### What is expected:
Please reproduce exactly the lines that begin the listing below, up to and including the line where "provided serializable payload." occurs.

### Record extracts:
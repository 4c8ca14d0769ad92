use serde::Serialize;
use sha2::{Digest, Sha256};
use sprob_core::{ErrorInfo, SprobError};

/// Serializes `value` to JSON with object keys in sorted order.
pub fn to_canonical_json_bytes<T: Serialize>(value: &T) -> Result<Vec<u8>, SprobError> {
    let tree = serde_json::to_value(value)
        .map_err(|err| SprobError::Serde(ErrorInfo::new("json-encode", err.to_string())))?;
    serde_json::to_vec(&tree)
        .map_err(|err| SprobError::Serde(ErrorInfo::new("json-encode", err.to_string())))
}

/// Computes a stable hexadecimal hash for the provided serializable payload.
pub fn stable_hash_string<T: Serialize>(value: &T) -> Result<String, SprobError> {
    let bytes = to_canonical_json_bytes(value)?;
    let digest = Sha256::digest(bytes);
    Ok(format!("{:x}", digest))
}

### Written reply:
repository 4c8ca14d0769ad92
use serde::Serialize;
use sha2::{Digest, Sha256};
use sprob_core::{ErrorInfo, SprobError};

/// Serializes `value` to JSON with object keys in sorted order.
pub fn to_canonical_json_bytes<T: Serialize>(value: &T) -> Result<Vec<u8>, SprobError> {
    let tree = serde_json::to_value(value)
        .map_err(|err| SprobError::Serde(ErrorInfo::new("json-encode", err.to_string())))?;
    serde_json::to_vec(&tree)
        .map_err(|err| SprobError::Serde(ErrorInfo::new("json-encode", err.to_string())))
}

/// Computes a stable hexadecimal hash for the provided serializable payload.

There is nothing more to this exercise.